Los Angeles - Oklahoma on Tuesday became the first US state to
take a major pharmaceutical company to trial over an epidemic of
deaths from prescription opioid overdoses.
Johnson & Johnson and its subsidiary Janssen Pharmaceuticals, which
produced an opioid patch and pill, created a public health crisis
that has killed 4 653 Oklahoma residents from 2007 to 2017, according
to Oklahoma Attorney General Mike Hunter.
During opening statements on Tuesday Hunter said Johnson & Johnson
disregarded the dangers related to opioid abuse in marketing their
products and created "the worst man-made public health crisis in the
history of our country and the state - the prescription opioid
epidemic."
He said the company "embarked on a cynical, deceitful,
multi-billion-dollar brainwashing campaign to establish opioid
analgesics as the magic drug."
The case is the first of nearly 2 000 cases pending against
pharmaceutical companies across the United States.
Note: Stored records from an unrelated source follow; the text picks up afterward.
use chrono::{NaiveDate, NaiveDateTime};
use rusqlite::{params, Connection, OptionalExtension};

use crate::models::{Appointment, AppointmentStatus, Consultant, Role, User};

const TIMESTAMP_FORMAT: &str = "%Y-%m-%d %H:%M:%S";

fn conversion_error(column: usize, e: chrono::ParseError) -> rusqlite::Error {
    rusqlite::Error::FromSqlConversionFailure(column, rusqlite::types::Type::Text, Box::new(e))
}

// ── Users ──

const USER_COLUMNS: &str = "id, email, name, phone, created_at, email_verified, role";

fn parse_user_row(row: &rusqlite::Row) -> rusqlite::Result<User> {
    let created_at_str: String = row.get(4)?;
    let role_str: String = row.get(6)?;

    let created_at = NaiveDateTime::parse_from_str(&created_at_str, TIMESTAMP_FORMAT)
        .map(|dt| dt.and_utc())
        .map_err(|e| conversion_error(4, e))?;

    Ok(User {
        id: row.get(0)?,
        email: row.get(1)?,
        name: row.get(2)?,
        phone: row.get(3)?,
        created_at,
        email_verified: row.get(5)?,
        role: Role::parse(&role_str),
    })
}

pub fn get_user(conn: &Connection, id: &str) -> rusqlite::Result<Option<User>> {
    conn.query_row(
        &format!("SELECT {USER_COLUMNS} FROM users WHERE id = ?1"),
        params![id],
        parse_user_row,
    )
    .optional()
}

pub fn find_user_by_email(conn: &Connection, email: &str) -> rusqlite::Result<Option<User>> {
    conn.query_row(
        &format!("SELECT {USER_COLUMNS} FROM users WHERE email = ?1 LIMIT 1"),
        params![email],
        parse_user_row,
    )
    .optional()
}

pub fn list_users(conn: &Connection) -> rusqlite::Result<Vec<User>> {
    let mut stmt = conn.prepare(&format!(
        "SELECT {USER_COLUMNS} FROM users ORDER BY created_at ASC"
    ))?;
    let rows = stmt.query_map([], parse_user_row)?;
    rows.collect()
}

/// Creates or fully replaces a profile document.
pub fn save_user(conn: &Connection, user: &User) -> rusqlite::Result<()> {
    let created_at = user.created_at.format(TIMESTAMP_FORMAT).to_string();
    conn.execute(
        "INSERT INTO users (id, email, name, phone, created_at, email_verified, role)
         VALUES (?1, ?2, ?3, ?4, ?5, ?6, ?7)
         ON CONFLICT(id) DO UPDATE SET
           email = excluded.email,
           name = excluded.name,
           phone = excluded.phone,
           created_at = excluded.created_at,
           email_verified = excluded.email_verified,
           role = excluded.role",
        params![
            user.id,
            user.email,
            user.name,
            user.phone,
            created_at,
            user.email_verified,
            user.role.as_str(),
        ],
    )?;
    Ok(())
}

/// Writes every field except the id and creation time back to an existing profile.
pub fn update_user(conn: &Connection, user: &User) -> rusqlite::Result<bool> {
    let count = conn.execute(
        "UPDATE users SET email = ?1, name = ?2, phone = ?3, email_verified = ?4, role = ?5
         WHERE id = ?6",
        params![
            user.email,
            user.name,
            user.phone,
            user.email_verified,
            user.role.as_str(),
            user.id,
        ],
    )?;
    Ok(count > 0)
}

pub fn update_user_profile(
    conn: &Connection,
    id: &str,
    name: &str,
    phone: Option<&str>,
) -> rusqlite::Result<bool> {
    let count = conn.execute(
        "UPDATE users SET name = ?1, phone = ?2 WHERE id = ?3",
        params![name, phone, id],
    )?;
    Ok(count > 0)
}

pub fn set_email_verified(conn: &Connection, id: &str, verified: bool) -> rusqlite::Result<bool> {
    let count = conn.execute(
        "UPDATE users SET email_verified = ?1 WHERE id = ?2",
        params![verified, id],
    )?;
    Ok(count > 0)
}

pub fn delete_user(conn: &Connection, id: &str) -> rusqlite::Result<bool> {
    let count = conn.execute("DELETE FROM users WHERE id = ?1", params![id])?;
    Ok(count > 0)
}

// ── Consultants ──

fn parse_consultant_row(row: &rusqlite::Row) -> rusqlite::Result<Consultant> {
    let hours_json: String = row.get(6)?;
    Ok(Consultant {
        id: row.get(0)?,
        name: row.get(1)?,
        specialty: row.get(2)?,
        experience: row.get(3)?,
        rating: row.get(4)?,
        image: row.get(5)?,
        available_hours: serde_json::from_str(&hours_json).unwrap_or_default(),
    })
}

pub fn list_consultants(conn: &Connection) -> rusqlite::Result<Vec<Consultant>> {
    let mut stmt = conn.prepare(
        "SELECT id, name, specialty, experience, rating, image, available_hours
         FROM consultants ORDER BY id ASC",
    )?;
    let rows = stmt.query_map([], parse_consultant_row)?;
    rows.collect()
}

pub fn update_consultant(conn: &Connection, consultant: &Consultant) -> rusqlite::Result<bool> {
    let hours = serde_json::to_string(&consultant.available_hours)
        .unwrap_or_else(|_| "[]".to_string());
    let count = conn.execute(
        "UPDATE consultants SET name = ?1, specialty = ?2, experience = ?3, rating = ?4, image = ?5, available_hours = ?6
         WHERE id = ?7",
        params![
            consultant.name,
            consultant.specialty,
            consultant.experience,
            consultant.rating,
            consultant.image,
            hours,
            consultant.id,
        ],
    )?;
    Ok(count > 0)
}

pub fn delete_consultant(conn: &Connection, id: &str) -> rusqlite::Result<bool> {
    let count = conn.execute("DELETE FROM consultants WHERE id = ?1", params![id])?;
    Ok(count > 0)
}

// ── Appointments ──

fn parse_appointment_row(row: &rusqlite::Row) -> rusqlite::Result<Appointment> {
    let date_str: String = row.get(3)?;
    let status_str: String = row.get(9)?;

    let date = NaiveDate::parse_from_str(&date_str, "%Y-%m-%d")
        .map_err(|e| conversion_error(3, e))?;

    Ok(Appointment {
        id: row.get(0)?,
        consultant_id: row.get(1)?,
        consultant_name: row.get(2)?,
        date,
        time: row.get(4)?,
        client_name: row.get(5)?,
        client_email: row.get(6)?,
        client_phone: row.get(7)?,
        notes: row.get(8)?,
        status: AppointmentStatus::parse(&status_str),
    })
}

pub fn list_appointments(conn: &Connection) -> rusqlite::Result<Vec<Appointment>> {
    let mut stmt = conn.prepare(
        "SELECT id, consultant_id, consultant_name, date, time, client_name, client_email, client_phone, notes, status
         FROM appointments ORDER BY date ASC, time ASC",
    )?;
    let rows = stmt.query_map([], parse_appointment_row)?;
    rows.collect()
}

#[cfg(test)]
mod tests {
    use chrono::Utc;

    use super::*;
    use crate::db;

    fn setup_db() -> Connection {
        db::init_db(":memory:").unwrap()
    }

    fn make_user(id: &str, email: &str) -> User {
        User {
            id: id.to_string(),
            email: email.to_string(),
            name: "Jane Doe".to_string(),
            phone: Some("+15550001111".to_string()),
            created_at: Utc::now(),
            email_verified: false,
            role: Role::User,
        }
    }

    #[test]
    fn test_save_and_get_user() {
        let conn = setup_db();
        save_user(&conn, &make_user("u1", "jane@example.com")).unwrap();

        let loaded = get_user(&conn, "u1").unwrap().unwrap();
        assert_eq!(loaded.email, "jane@example.com");
        assert_eq!(loaded.phone.as_deref(), Some("+15550001111"));
        assert!(!loaded.email_verified);
        assert_eq!(loaded.role, Role::User);

        assert!(get_user(&conn, "missing").unwrap().is_none());
    }

    #[test]
    fn test_find_user_by_email() {
        let conn = setup_db();
        save_user(&conn, &make_user("u1", "jane@example.com")).unwrap();

        let found = find_user_by_email(&conn, "jane@example.com").unwrap();
        assert_eq!(found.map(|u| u.id), Some("u1".to_string()));
        assert!(find_user_by_email(&conn, "nobody@example.com").unwrap().is_none());
    }

    #[test]
    fn test_save_user_replaces_document() {
        let conn = setup_db();
        let mut user = make_user("u1", "jane@example.com");
        save_user(&conn, &user).unwrap();

        user.role = Role::Admin;
        user.email_verified = true;
        save_user(&conn, &user).unwrap();

        let loaded = get_user(&conn, "u1").unwrap().unwrap();
        assert!(loaded.is_admin());
        assert!(loaded.email_verified);
        assert_eq!(list_users(&conn).unwrap().len(), 1);
    }

    #[test]
    fn test_set_email_verified() {
        let conn = setup_db();
        save_user(&conn, &make_user("u1", "jane@example.com")).unwrap();

        assert!(set_email_verified(&conn, "u1", true).unwrap());
        assert!(get_user(&conn, "u1").unwrap().unwrap().email_verified);
        assert!(!set_email_verified(&conn, "missing", true).unwrap());
    }

    #[test]
    fn test_update_and_delete_user() {
        let conn = setup_db();
        let mut user = make_user("u1", "jane@example.com");
        save_user(&conn, &user).unwrap();

        user.name = "Jane Smith".to_string();
        assert!(update_user(&conn, &user).unwrap());
        assert!(update_user_profile(&conn, "u1", "J. Smith", None).unwrap());

        let loaded = get_user(&conn, "u1").unwrap().unwrap();
        assert_eq!(loaded.name, "J. Smith");
        assert!(loaded.phone.is_none());

        assert!(delete_user(&conn, "u1").unwrap());
        assert!(!delete_user(&conn, "u1").unwrap());
    }

    #[test]
    fn test_consultants_seeded_and_editable() {
        let conn = setup_db();
        let mut consultants = list_consultants(&conn).unwrap();
        assert_eq!(consultants.len(), 4);
        assert_eq!(consultants[0].name, "Dr. Sarah Johnson");
        assert!(consultants[0].offers("09:00"));

        let first = &mut consultants[0];
        first.available_hours = vec!["12:00".to_string()];
        first.rating = 5.0;
        assert!(update_consultant(&conn, first).unwrap());

        let reloaded = list_consultants(&conn).unwrap();
        assert_eq!(reloaded[0].available_hours, vec!["12:00".to_string()]);
        assert_eq!(reloaded[0].rating, 5.0);

        assert!(delete_consultant(&conn, "1").unwrap());
        assert_eq!(list_consultants(&conn).unwrap().len(), 3);
    }

    #[test]
    fn test_corrupt_created_at_is_an_error() {
        let conn = setup_db();
        conn.execute(
            "INSERT INTO users (id, email, name, created_at) VALUES ('u1', 'jane@example.com', 'Jane', 'yesterday')",
            [],
        )
        .unwrap();

        assert!(matches!(
            get_user(&conn, "u1"),
            Err(rusqlite::Error::FromSqlConversionFailure(4, _, _))
        ));
        assert!(list_users(&conn).is_err());
    }

    #[test]
    fn test_list_appointments() {
        let conn = setup_db();
        conn.execute(
            "INSERT INTO appointments (id, consultant_id, consultant_name, date, time, client_name, client_email, client_phone, notes, status)
             VALUES ('a1', '2', 'Michael Chen', '2025-06-16', '10:00', 'Alice', 'alice@example.com', '+15551110000', NULL, 'confirmed')",
            [],
        )
        .unwrap();

        let appointments = list_appointments(&conn).unwrap();
        assert_eq!(appointments.len(), 1);
        assert_eq!(appointments[0].status, AppointmentStatus::Confirmed);
        assert_eq!(
            appointments[0].date,
            NaiveDate::from_ymd_opt(2025, 6, 16).unwrap()
        );
    }
}
use std::sync::Arc;

use axum::extract::{Path, State};
use axum::Json;
use serde::{Deserialize, Serialize};
use serde_json::{json, Value};

use crate::db::queries;
use crate::errors::AppError;
use crate::models::{Consultant, Role, User, ADMIN_EMAIL};
use crate::services::admin::{self, Dashboard, DashboardStats};
use crate::services::functions::DeleteUserResult;
use crate::services::identity::AccountRecord;
use crate::services::validation;
use crate::session::SessionAction;
use crate::state::AppState;

fn require_admin(state: &AppState) -> Result<User, AppError> {
    admin::require_admin(state.session.current_user())
}

#[derive(Serialize)]
pub struct DashboardResponse {
    pub stats: DashboardStats,
    #[serde(flatten)]
    pub dashboard: Dashboard,
}

// GET /api/admin/dashboard
pub async fn get_dashboard(
    State(state): State<Arc<AppState>>,
) -> Result<Json<DashboardResponse>, AppError> {
    require_admin(&state)?;

    let dashboard = {
        let db = state.db.lock().unwrap();
        Dashboard::load(&db)?
    };
    *state.dashboard.lock().unwrap() = dashboard.clone();

    Ok(Json(DashboardResponse {
        stats: dashboard.stats(),
        dashboard,
    }))
}

#[derive(Deserialize)]
pub struct UserEdit {
    pub email: String,
    pub name: String,
    #[serde(default)]
    pub phone: Option<String>,
    #[serde(default)]
    pub email_verified: bool,
    #[serde(default)]
    pub role: Role,
}

// PUT /api/admin/users/:id
pub async fn update_user(
    State(state): State<Arc<AppState>>,
    Path(id): Path<String>,
    Json(body): Json<UserEdit>,
) -> Result<Json<User>, AppError> {
    let admin = require_admin(&state)?;

    let updated = {
        let db = state.db.lock().unwrap();
        let existing = queries::get_user(&db, &id)?
            .ok_or_else(|| AppError::NotFound(format!("user {id}")))?;
        if body.email != existing.email {
            validation::validate_email(&body.email).map_err(AppError::InvalidInput)?;
            if body.email == ADMIN_EMAIL {
                return Err(AppError::InvalidInput(
                    "the admin address cannot be assigned to another account".to_string(),
                ));
            }
            if queries::find_user_by_email(&db, &body.email)?.is_some() {
                return Err(AppError::InvalidInput(
                    "email is already used by another account".to_string(),
                ));
            }
        }
        let updated = User {
            id: existing.id,
            email: body.email,
            name: body.name,
            phone: body.phone.filter(|p| !p.trim().is_empty()),
            created_at: existing.created_at,
            email_verified: body.email_verified,
            role: body.role,
        };
        state
            .dashboard
            .lock()
            .unwrap()
            .update_user(&db, updated.clone())?;
        updated
    };

    if admin.id == updated.id {
        state
            .session
            .dispatch(SessionAction::ExternalChange(Some(updated.clone())));
    }
    Ok(Json(updated))
}

// DELETE /api/admin/users/:id
pub async fn delete_user(
    State(state): State<Arc<AppState>>,
    Path(id): Path<String>,
) -> Result<Json<DeleteUserResult>, AppError> {
    require_admin(&state)?;
    let result = admin::delete_user(&state.dashboard, state.functions.as_ref(), &id).await?;
    Ok(Json(result))
}

// POST /api/admin/users/:id/verify
pub async fn verify_user(
    State(state): State<Arc<AppState>>,
    Path(id): Path<String>,
) -> Result<Json<Value>, AppError> {
    require_admin(&state)?;
    {
        let db = state.db.lock().unwrap();
        state.dashboard.lock().unwrap().verify_user_email(&db, &id)?;
    }
    Ok(Json(json!({ "ok": true, "message": "User email verified successfully!" })))
}

#[derive(Deserialize)]
pub struct ConsultantEdit {
    pub name: String,
    pub specialty: String,
    pub experience: String,
    pub rating: f64,
    #[serde(default)]
    pub image: String,
    pub available_hours: Vec<String>,
}

// PUT /api/admin/consultants/:id
pub async fn update_consultant(
    State(state): State<Arc<AppState>>,
    Path(id): Path<String>,
    Json(body): Json<ConsultantEdit>,
) -> Result<Json<Consultant>, AppError> {
    require_admin(&state)?;
    if !(0.0..=5.0).contains(&body.rating) {
        return Err(AppError::InvalidInput("rating must be between 0 and 5".to_string()));
    }

    let consultant = Consultant {
        id,
        name: body.name,
        specialty: body.specialty,
        experience: body.experience,
        rating: body.rating,
        image: body.image,
        available_hours: body.available_hours,
    };
    {
        let db = state.db.lock().unwrap();
        state
            .dashboard
            .lock()
            .unwrap()
            .update_consultant(&db, consultant.clone())?;
    }
    Ok(Json(consultant))
}

// DELETE /api/admin/consultants/:id
pub async fn delete_consultant(
    State(state): State<Arc<AppState>>,
    Path(id): Path<String>,
) -> Result<Json<Value>, AppError> {
    require_admin(&state)?;
    {
        let db = state.db.lock().unwrap();
        state.dashboard.lock().unwrap().delete_consultant(&db, &id)?;
    }
    Ok(Json(json!({ "ok": true })))
}

// GET /api/admin/accounts
pub async fn list_accounts(
    State(state): State<Arc<AppState>>,
) -> Result<Json<Vec<AccountRecord>>, AppError> {
    require_admin(&state)?;
    Ok(Json(state.functions.list_users().await?))
}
The case comes after Oklahoma settled with Purdue Pharma for 270
million dollars in March and Israeli company Teva for 85 million
dollars on Sunday.
Johnson & Johnson's lawyers defended the company in court saying
there was government oversight over the drugs and cited warning
labels on the products.
According to the Centers for Disease Control and Prevention (CDC) 46
people in the US die every day from overdoses involving prescription
opioids.
In 2017 prescription opioid drugs were involved in more than 35 per
cent of 47 600 opioid-related overdose deaths.